The main idea behind randomising the EL2 VA is that we usually have
a few spare bits between the most significant bit of the VA mask
and the most significant bit of the linear mapping.

Those bits could be a bunch of zeroes, and could be useful
to move things around a bit. Of course, the more memory you have,
the less randomisation you get...

Alternatively, these bits could be the result of KASLR, in which
case they are already random. But it would be nice to have a
*different* randomization, just to make the job of a potential
attacker a bit more difficult.

Inserting these random bits is a bit involved.

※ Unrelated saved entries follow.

impl<'a, T: 'static> Binder<'a, T> {
    fn new(
        command: &'a str,
        table: &'static FieldTable<T>,
        args: Args<'a>,
        interp: &'a dyn Interpolate,
    ) -> Self {
        let tokens = args.tokens();
        Self {
            command,
            table,
            tokens,
            first: args.first_index(),
            pos: 0,
            opt_mode: true,
            base_arg_index: tokens.first().map_or(0, |t| t.arg_index.saturating_sub(1)),
            seen: vec![false; table.fields().len()],
            interp,
        }
    }

    fn at(&self, kind: BindErrorKind, pos: usize) -> BindError {
        BindError::at(kind, self.first + pos)
    }

    fn run(&mut self, target: &mut T) -> Result<(), BindError> {
        while let Some(token) = self.tokens.get(self.pos) {
            if token.kind == TokenType::Option {
                self.bind_option(target)?;
            } else {
                self.bind_positional(target)?;
            }
        }
        Ok(())
    }

    fn bind_option(&mut self, target: &mut T) -> Result<(), BindError> {
        let (tokens, table, command) = (self.tokens, self.table, self.command);
        let at = self.pos;
        let token = &tokens[at];
        if !self.opt_mode {
            return Err(self.at(BindErrorKind::OptionAfterArguments(token.text.clone()), at));
        }
        let alias = token.text.trim_start_matches('-');
        let Some((index, field, set)) = table.by_alias(command, alias) else {
            return Err(self.at(BindErrorKind::UnknownOption(token.text.clone()), at));
        };
        self.pos += 1;
        self.base_arg_index += 1;

        if set.counting || field.shape == Shape::Flag {
            let slot = field.slot(target);
            let result = if set.counting {
                slot.increment()
            } else {
                slot.set_flag()
            };
            self.seen[index] = true;
            return result.map_err(|reason| {
                self.at(
                    BindErrorKind::InvalidValue {
                        field: set.display(),
                        value: token.text.clone(),
                        reason,
                    },
                    at,
                )
            });
        }

        let value = self.assemble(&token.text)?;
        self.base_arg_index += 1;
        self.store(index, field, &set.display(), value, target)
    }

    fn bind_positional(&mut self, target: &mut T) -> Result<(), BindError> {
        let (table, command) = (self.table, self.command);
        let at = self.pos;
        let position = self.tokens[at].arg_index.saturating_sub(self.base_arg_index);
        let Some((index, field, set)) = table.by_position(command, position) else {
            return Err(self.at(BindErrorKind::UnexpectedArgument(position), at));
        };
        let value = self.assemble("")?;
        if field.shape == Shape::List {
            self.opt_mode = false;
        }
        let name = if set.aliases.is_empty() {
            format!("argument #{position}")
        } else {
            set.display()
        };
        self.store(index, field, &name, value, target)
    }

    /// Assign an assembled value, rejecting a second value for scalars.
    fn store(
        &mut self,
        index: usize,
        field: &FieldDescriptor<T>,
        name: &str,
        (value, at): (String, usize),
        target: &mut T,
    ) -> Result<(), BindError> {
        if self.seen[index] && field.shape == Shape::Scalar {
            return Err(self.at(BindErrorKind::AlreadySpecified(name.to_string()), at));
        }
        trace!("{}: {} = {value:?}", self.command, field.name);
        field.slot(target).assign(&value).map_err(|reason| {
            self.at(
                BindErrorKind::InvalidValue {
                    field: name.to_string(),
                    value: value.clone(),
                    reason,
                },
                at,
            )
        })?;
        self.seen[index] = true;
        Ok(())
    }

    /// Concatenate the pieces of the argument group at `pos`. `option` names
    /// the option waiting for the value (empty for positionals).
    fn assemble(&mut self, option: &str) -> Result<(String, usize), BindError> {
        let tokens = self.tokens;
        let start = self.pos;
        let Some(head) = tokens.get(start) else {
            // The option token sits just before the end of the slice.
            return Err(self.at(
                BindErrorKind::MissingValue(option.to_string()),
                start.saturating_sub(1),
            ));
        };
        if !head.kind.is_argument() {
            return Err(self.at(BindErrorKind::EmptyValue(option.to_string()), start));
        }

        let group = head.arg_index;
        let mut value = String::new();
        while let Some(token) = tokens.get(self.pos) {
            if !token.kind.is_argument() || token.arg_index != group {
                break;
            }
            match token.kind {
                TokenType::SingleQuotedArgument => value.push_str(&token.text),
                _ => {
                    let expanded = self
                        .interp
                        .interpolate(&token.text)
                        .map_err(|e| self.at(BindErrorKind::Interpolation(e), self.pos))?;
                    value.push_str(&expanded);
                }
            }
            self.pos += 1;
        }
        Ok((value, start))
    }

    /// Required options first, then positionals in order.
    fn validate(&self) -> Result<(), BindError> {
        let mut missing_args: Vec<usize> = Vec::new();
        for (index, field, set) in self.table.active(self.command) {
            if self.seen[index] || fields::is_optional(field, set) {
                continue;
            }
            match set.position {
                None => {
                    return Err(BindError::missing(BindErrorKind::MissingOption(
                        set.display(),
                    )));
                }
                Some(position) => missing_args.push(position),
            }
        }
        match missing_args.into_iter().min() {
            Some(position) => Err(BindError::missing(BindErrorKind::MissingArgument(position))),
            None => Ok(()),
        }
    }
}

/// Downcast helper for request option structs.
pub fn downcast<T: Options>(options: &dyn DynOptions) -> Option<&T> {
    options.as_any().downcast_ref::<T>()
}

#[cfg(test)]
mod tests {
    use super::*;
    use crate::error::CoerceError;
    use crate::parse::{Script, Tokenizer};

    fn script(line: &str) -> Script {
        let mut tokenizer = Tokenizer::arguments();
        tokenizer.feed(line).unwrap();
        tokenizer.finish().unwrap()
    }

    fn bind_line<T: Options>(command: &str, line: &str) -> Result<T, BindError> {
        let script = script(line);
        let head = script.walk().next_command().unwrap();
        let mut target = T::default();
        bind(command, &mut target, head.args(), &Literal)?;
        Ok(target)
    }

    #[derive(Debug, Default, PartialEq)]
    struct Remove {
        name: String,
        force: bool,
    }

    #[derive(Debug, Default, PartialEq)]
    struct Narrow {
        value: i16,
    }

    #[derive(Debug, Default, PartialEq)]
    struct CopyFiles {
        verbose: u8,
        limit: Option<u32>,
        source: String,
        targets: Vec<String>,
    }

    #[derive(Debug, Default, PartialEq)]
    struct Named {
        name: String,
    }

    #[derive(Debug, Default, PartialEq)]
    struct Login {
        user: String,
        host: Option<String>,
        quiet: bool,
    }

    crate::bind_options! {
        Remove {
            name: "*=#1",
            force: "*=f|force",
        }
        Narrow {
            value: "*=#1",
        }
        CopyFiles {
            verbose: "*=v,count",
            limit: "*=n|limit,opt",
            source: "*=#1",
            targets: "*=#2,opt",
        }
        Named {
            name: "*=n|name,#1",
        }
        Login {
            user: "create=u|user;add=u|user,opt",
            host: "create=h|host,opt",
            quiet: "*=q,undoc",
        }
    }

    #[test]
    fn option_and_argument_order_is_irrelevant() {
        let a: Remove = bind_line("rm", "foo -f").unwrap();
        let b: Remove = bind_line("rm", "-f foo").unwrap();
        assert_eq!(a, b);
        assert_eq!(a.name, "foo");
        assert!(a.force);
    }

    #[test]
    fn missing_positional() {
        let err = bind_line::<Remove>("rm", "-f").unwrap_err();
        assert_eq!(err.kind, BindErrorKind::MissingArgument(1));
        assert_eq!(err.token, None);
        assert_eq!(err.to_string(), "missing argument #1");
    }

    #[test]
    fn repeated_flag_is_idempotent() {
        let bound: Remove = bind_line("rm", "-f --force -f foo").unwrap();
        assert!(bound.force);
    }

    #[test]
    fn second_value_for_scalar_positional() {
        let err = bind_line::<Remove>("rm", "foo bar").unwrap_err();
        assert_eq!(err.kind, BindErrorKind::UnexpectedArgument(2));
        assert_eq!(err.token, Some(2));

        let err = bind_line::<Named>("x", "foo -n bar").unwrap_err();
        assert_eq!(err.kind, BindErrorKind::AlreadySpecified("-n|--name".into()));
        assert_eq!(err.token, Some(3));
    }

    #[test]
    fn integer_overflow_is_reported_at_token() {
        let err = bind_line::<Narrow>("n", "12345678901234567890").unwrap_err();
        assert_eq!(err.token, Some(1));
        assert!(matches!(
            err.kind,
            BindErrorKind::InvalidValue {
                reason: CoerceError::Range("i16"),
                ..
            }
        ));
    }

    #[test]
    fn counting_value_and_vararg() {
        let bound: CopyFiles = bind_line("cp", "-v -n 0x10 -v src a 'b c'").unwrap();
        assert_eq!(bound.verbose, 2);
        assert_eq!(bound.limit, Some(16));
        assert_eq!(bound.source, "src");
        assert_eq!(bound.targets, vec!["a", "b c"]);
    }

    #[test]
    fn option_after_vararg_values() {
        let err = bind_line::<CopyFiles>("cp", "src a -v").unwrap_err();
        assert_eq!(err.kind, BindErrorKind::OptionAfterArguments("-v".into()));
        assert_eq!(err.token, Some(3));
    }

    #[test]
    fn option_value_errors() {
        let err = bind_line::<CopyFiles>("cp", "src -n").unwrap_err();
        assert_eq!(err.kind, BindErrorKind::MissingValue("-n".into()));
        assert_eq!(err.token, Some(2));

        let err = bind_line::<CopyFiles>("cp", "src -n -v").unwrap_err();
        assert_eq!(err.kind, BindErrorKind::EmptyValue("-n".into()));
        assert_eq!(err.token, Some(3));

        let err = bind_line::<CopyFiles>("cp", "src --limit ten").unwrap_err();
        assert!(matches!(
            err.kind,
            BindErrorKind::InvalidValue {
                reason: CoerceError::Syntax("u32"),
                ..
            }
        ));

        let err = bind_line::<CopyFiles>("cp", "src -x").unwrap_err();
        assert_eq!(err.kind, BindErrorKind::UnknownOption("-x".into()));
    }

    #[test]
    fn empty_string_is_a_value() {
        let bound: Named = bind_line("x", "-n ''").unwrap();
        assert_eq!(bound.name, "");
    }

    #[test]
    fn adjacent_pieces_are_concatenated() {
        struct Upper;
        impl Interpolate for Upper {
            fn interpolate(&self, text: &str) -> Result<String, String> {
                Ok(text.to_uppercase())
            }
        }
        let script = script("a'b'\"c\"");
        let head = script.walk().next_command().unwrap();
        let mut target = Named::default();
        bind("x", &mut target, head.args(), &Upper).unwrap();
        assert_eq!(target.name, "AbC");
    }

    #[test]
    fn flag_sets_per_command() {
        let err = bind_line::<Login>("create", "-h db").unwrap_err();
        assert_eq!(err.kind, BindErrorKind::MissingOption("-u|--user".into()));
        assert_eq!(err.to_string(), "missing one of the options: -u|--user");

        let bound: Login = bind_line("add", "").unwrap();
        assert_eq!(bound, Login::default());

        let err = bind_line::<Login>("add", "-h db").unwrap_err();
        assert_eq!(err.kind, BindErrorKind::UnknownOption("-h".into()));
    }

    #[test]
    fn missing_options_before_arguments() {
        #[derive(Debug, Default)]
        struct Both {
            key: String,
            path: String,
        }
        crate::bind_options! {
            Both {
                path: "*=#1",
                key: "*=k",
            }
        }
        let err = bind_line::<Both>("b", "").unwrap_err();
        assert_eq!(err.kind, BindErrorKind::MissingOption("-k".into()));
    }

    #[test]
    fn usage_hides_undocumented_fields() {
        let table = <Login as Options>::fields();
        assert_eq!(table.usage("create"), "create -u|--user <string> [-h|--host <string>]");
        assert_eq!(
            <CopyFiles as Options>::fields().usage("cp"),
            "cp [-v] [-n|--limit <u32>] <source> [targets...]"
        );
        let names = Login::default().option_names("create");
        assert_eq!(names, vec!["-u", "--user", "-h", "--host"]);
    }

    #[test]
    #[should_panic(expected = "invalid option tags")]
    fn conflicting_aliases_panic() {
        #[derive(Debug, Default)]
        struct Clash {
            a: bool,
            b: bool,
        }
        crate::bind_options! {
            Clash {
                a: "*=x",
                b: "*=x",
            }
        }
        let _ = <Clash as Options>::fields();
    }
}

We don't have a spare
register (short of rewriting all the kern_hyp_va call sites), and
the immediate we want to insert is too random to be used with the
ORR instruction. The best option I could come up with is the following
sequence:

	and x0, x0, #va_mask
	ror x0, x0, #first_random_bit
	add x0, x0, #(random & 0xfff)
	add x0, x0, #(random >> 12), lsl #12
	ror x0, x0, #(63 - first_random_bit)

making it a fairly long sequence, but one that a decent CPU should
be able to execute without breaking a sweat. It is of course NOPed
out on VHE. The last 4 instructions can also be turned into NOPs
if it appears that there is no free bits to use.
Acked-by: Catalin Marinas <catalin.marinas@arm.com>
Reviewed-by: James Morse <james.morse@arm.com>
Signed-off-by: Marc Zyngier <marc.zyngier@arm.com>